Y es que estas prácticas tradicionales, aunque no enfocadas específicamente al cambio climático, han sido desarrolladas para enfrentar desafíos ambientales en general, por lo que suponen una fuente de información esencial para la adaptación al cambio climático. Debemos rescatar lo conocido antes de la ruptura del equilibrio ecológico entre el hombre y la naturaleza.
Hay numerosos casos de este conocimiento ancestral aplicado a lo largo de nuestra provincia, desde tecnologías de captación y manejo de agua, hasta aplicaciones de diversas especies autóctonas en diferentes usos (medicinal, veterinario, construcción, etc.). Volver a estos usos nos hará menos dependientes del exterior, y por tanto, nos aportará mayor capacidad de adaptación ante posibles cambios repentinos que pudieran producirse.
Un ejemplo importante es el uso de la crujía (Digitalis obscura), una planta con grandes propiedades farmacológicas, sobre todo para aplicaciones veterinarias. A pesar de su toxicidad (de la que ya se tenía constancia, por lo que nunca se consumía directamente), hay constancia de que en la Serranía de Cuenca se utilizaba para hacer friegas para mejorar la circulación o curar las llagas de los animales. También como infusión para que estos expulsaran las lombrices, como solía hacerse en Huélamo. La crujía estaba tan extendida que en muchos pueblos de la serranía era habitual un juego entre niños que consistía en crujir las flores con la palma de la mano. Sin embargo, estos usos, tan comunes en otro tiempo, están cayendo en el olvido, pues la falta de relevo generacional de nuestros pastores impide que este conocimiento se transmita.

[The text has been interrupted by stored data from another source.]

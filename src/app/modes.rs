//! View selection and the detail-view state machine.
//!
//! # State Machine
//!
//! The detail view moves through `Idle → Loading → {Loaded | Errored}` for each
//! subject record. A failure is terminal until the user navigates away and
//! opens the record again.
//!
//! # Example
//!
//! ```rust
//! use dexview::app::modes::{DetailPhase, DetailState, View};
//! use dexview::worker::FetchTicket;
//! use dexview::Record;
//!
//! let mut detail = DetailState::new(Record::new(25, "pikachu", "pikachu"), View::List);
//! detail.begin(FetchTicket::new(1));
//! assert!(matches!(detail.phase, DetailPhase::Loading { .. }));
//! ```

use crate::domain::{Record, RecordDetails};
use crate::worker::FetchTicket;

/// Which screen is active.
#[derive(Debug, Clone, Copy, PartialEq, Eq, Default)]
pub enum View {
    /// Paginated listing from the web service.
    #[default]
    List,

    /// The whole favorites collection as a single unpaginated page.
    Favorites,

    /// Detail page of one record.
    Details,
}

/// Lifecycle of the detail fetch for the current subject.
#[derive(Debug, Clone, PartialEq, Eq)]
pub enum DetailPhase {
    Idle,
    Loading { ticket: FetchTicket },
    Loaded(Box<RecordDetails>),
    Errored,
}

/// Detail view state: the subject, its fetch phase, and where "back" leads.
#[derive(Debug, Clone, PartialEq, Eq)]
pub struct DetailState {
    /// Summary form the view was opened with. Favorite toggles act on this.
    pub subject: Record,
    pub phase: DetailPhase,
    /// View to restore on back-navigation. Never [`View::Details`].
    pub return_to: View,
}

impl DetailState {
    #[must_use]
    pub fn new(subject: Record, return_to: View) -> Self {
        let return_to = if return_to == View::Details {
            View::List
        } else {
            return_to
        };

        Self {
            subject,
            phase: DetailPhase::Idle,
            return_to,
        }
    }

    /// Enters `Loading` for the fetch identified by `ticket`.
    pub fn begin(&mut self, ticket: FetchTicket) {
        self.phase = DetailPhase::Loading { ticket };
    }

    /// Ticket of the outstanding fetch, if loading.
    #[must_use]
    pub const fn pending_ticket(&self) -> Option<FetchTicket> {
        match self.phase {
            DetailPhase::Loading { ticket } => Some(ticket),
            _ => None,
        }
    }

    /// Moves to `Loaded` if `ticket` matches the outstanding fetch.
    ///
    /// Returns `false` for stale results.
    pub fn resolve(&mut self, ticket: FetchTicket, details: RecordDetails) -> bool {
        if self.pending_ticket() != Some(ticket) {
            return false;
        }
        self.phase = DetailPhase::Loaded(Box::new(details));
        true
    }

    /// Moves to `Errored` if `ticket` matches the outstanding fetch.
    ///
    /// Returns `false` for stale failures.
    pub fn fail(&mut self, ticket: FetchTicket) -> bool {
        if self.pending_ticket() != Some(ticket) {
            return false;
        }
        self.phase = DetailPhase::Errored;
        true
    }
}

#[cfg(test)]
mod tests {
    use super::*;
    use crate::domain::Sprites;

    fn details(id: u32) -> RecordDetails {
        RecordDetails {
            id,
            name: "pikachu".into(),
            height: 4,
            weight: 60,
            base_experience: Some(112),
            order: 35,
            abilities: vec![],
            types: vec![],
            species: "pikachu".into(),
            sprites: Sprites::default(),
        }
    }

    #[test]
    fn starts_idle_and_never_returns_to_details() {
        let state = DetailState::new(Record::new(25, "pikachu", "pikachu"), View::Details);
        assert_eq!(state.phase, DetailPhase::Idle);
        assert_eq!(state.return_to, View::List);
    }

    #[test]
    fn stale_result_does_not_resolve() {
        let mut state = DetailState::new(Record::new(25, "pikachu", "pikachu"), View::Favorites);
        state.begin(FetchTicket::new(2));

        assert!(!state.resolve(FetchTicket::new(1), details(25)));
        assert!(!state.fail(FetchTicket::new(1)));
        assert_eq!(state.pending_ticket(), Some(FetchTicket::new(2)));

        assert!(state.resolve(FetchTicket::new(2), details(25)));
        assert!(matches!(state.phase, DetailPhase::Loaded(_)));
    }

    #[test]
    fn failure_is_terminal() {
        let mut state = DetailState::new(Record::new(25, "pikachu", "pikachu"), View::List);
        state.begin(FetchTicket::new(3));
        assert!(state.fail(FetchTicket::new(3)));
        assert!(!state.resolve(FetchTicket::new(3), details(25)));
        assert_eq!(state.phase, DetailPhase::Errored);
    }
}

Otro ejemplo de gran interés es el romero (Rosmarinus officinalis). Conocido es su uso actual como elemento ornamental o como condimento. Pero menos conocidas son otras facetas de esta especie que están cayendo en desuso. En la Serranía de Cuenca, era habitual utilizar esta planta como remedio para la depresión y el estrés, al igual que en otros territorios de la península. Del mismo modo, era muy habitual su uso como repelente de mosquitos y abejas.

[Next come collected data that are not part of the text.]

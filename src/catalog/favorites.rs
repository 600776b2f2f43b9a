//! Favorites collection keyed by record identifier.

use crate::domain::Record;
use serde::{Deserialize, Serialize};

/// User-curated records, at most one per identifier, in insertion order.
///
/// Serializes as a plain JSON array of summary records. Deserializing an array
/// with repeated identifiers keeps the first occurrence.
#[derive(Debug, Clone, Default, PartialEq, Eq, Serialize, Deserialize)]
#[serde(from = "Vec<Record>", into = "Vec<Record>")]
pub struct Favorites {
    records: Vec<Record>,
}

impl Favorites {
    /// Creates an empty collection.
    #[must_use]
    pub const fn new() -> Self {
        Self {
            records: Vec::new(),
        }
    }

    /// Removes the entry with the same identifier if present, otherwise appends `record`.
    ///
    /// Returns `true` when the record is a favorite after the call.
    ///
    /// # Examples
    ///
    /// ```
    /// use dexview::{catalog::Favorites, Record};
    ///
    /// let mut favorites = Favorites::new();
    /// let pikachu = Record::new(25, "pikachu", "pikachu");
    ///
    /// assert!(favorites.toggle(&pikachu));
    /// assert!(!favorites.toggle(&pikachu));
    /// assert!(favorites.is_empty());
    /// ```
    pub fn toggle(&mut self, record: &Record) -> bool {
        if let Some(index) = self.records.iter().position(|r| r.id == record.id) {
            self.records.remove(index);
            false
        } else {
            self.records.push(record.clone());
            true
        }
    }

    #[must_use]
    pub fn contains(&self, id: u32) -> bool {
        self.records.iter().any(|r| r.id == id)
    }

    #[must_use]
    pub fn len(&self) -> usize {
        self.records.len()
    }

    #[must_use]
    pub fn is_empty(&self) -> bool {
        self.records.is_empty()
    }

    pub fn iter(&self) -> std::slice::Iter<'_, Record> {
        self.records.iter()
    }

    /// Records in insertion order.
    #[must_use]
    pub fn as_slice(&self) -> &[Record] {
        &self.records
    }
}

impl From<Vec<Record>> for Favorites {
    fn from(records: Vec<Record>) -> Self {
        let mut favorites = Self::new();
        for record in records {
            if !favorites.contains(record.id) {
                favorites.records.push(record);
            }
        }
        favorites
    }
}

impl From<Favorites> for Vec<Record> {
    fn from(favorites: Favorites) -> Self {
        favorites.records
    }
}

impl<'a> IntoIterator for &'a Favorites {
    type Item = &'a Record;
    type IntoIter = std::slice::Iter<'a, Record>;

    fn into_iter(self) -> Self::IntoIter {
        self.records.iter()
    }
}

#[cfg(test)]
mod tests {
    use super::*;
    use pretty_assertions::assert_eq;

    fn ids(favorites: &Favorites) -> Vec<u32> {
        favorites.iter().map(|r| r.id).collect()
    }

    #[test]
    fn toggling_twice_restores_membership() {
        let mut favorites: Favorites = vec![
            Record::new(1, "bulbasaur", "bulbasaur"),
            Record::new(4, "charmander", "charmander"),
        ]
        .into();
        let before = favorites.clone();
        let pikachu = Record::new(25, "pikachu", "pikachu");

        favorites.toggle(&pikachu);
        assert!(favorites.contains(25));
        favorites.toggle(&pikachu);

        assert_eq!(favorites, before);
    }

    #[test]
    fn toggling_existing_entry_removes_it_by_id() {
        let mut favorites: Favorites = vec![Record::new(7, "squirtle", "squirtle")].into();
        // A record with the same id but different content still matches.
        let stale = Record::new(7, "squirtle", "squirtle").with_types(["water"]);

        assert!(!favorites.toggle(&stale));
        assert!(favorites.is_empty());
    }

    #[test]
    fn duplicate_ids_in_input_keep_first_entry() {
        let favorites: Favorites = serde_json::from_str(
            r#"[{"id":1,"name":"bulbasaur"},{"id":1,"name":"impostor"},{"id":4,"name":"charmander"}]"#,
        )
        .unwrap();

        assert_eq!(ids(&favorites), vec![1, 4]);
        assert_eq!(favorites.as_slice()[0].name, "bulbasaur");
    }

    #[test]
    fn serializes_as_plain_array() {
        let favorites: Favorites = vec![Record::new(25, "pikachu", "pikachu")].into();
        let json = serde_json::to_value(&favorites).unwrap();
        assert!(json.is_array());
        assert_eq!(json[0]["id"], 25);
    }
}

Estos son sólo unos ejemplos entre otros muchos. Lo claro es la necesidad de mirar a nuestros pueblos y mayores y preguntarles, atesorar esa valiosa información, pues aplicarla (apoyándonos en las facilidades que nos brindan las nuevas tecnologías) puede ser nuestro aporte para construir un planeta más sostenible, un territorio más resiliente. Nuestra provincia tiene un gran patrimonio cultural, es rica en estos saberes, por lo que es nuestro deber recuperarlos y adaptarlos a los nuevos tiempos.
Cada vez cobran más importancia conceptos como la permacultura, donde se persigue unir la sabiduría contenida en las prácticas y procesos tradicionales con los nuevos conocimientos obtenidos a través de la ciencia. Debe imponerse un enfoque en el diseño de nuestras prácticas y acciones. Un diseño elaborado a través de la observación y el uso adecuado de los conocimientos y recursos. Debemos hacer que prime la cooperación y el intercambio de información sobre la competencia que prioriza el beneficio individual frente al desarrollo colectivo.
Y si quedaba alguna duda sobre lo que trato de exponer en estas líneas, siempre queda recurrir a lo declarado por nuestra amada UNESCO, que otorgó a Cuenca el título de Patrimonio de la Humanidad: “Todas las formas de conocimiento son recursos extremamente importantes para enfrentar desafíos globales tan difíciles como [la adaptación] al cambio climático”. Dixit.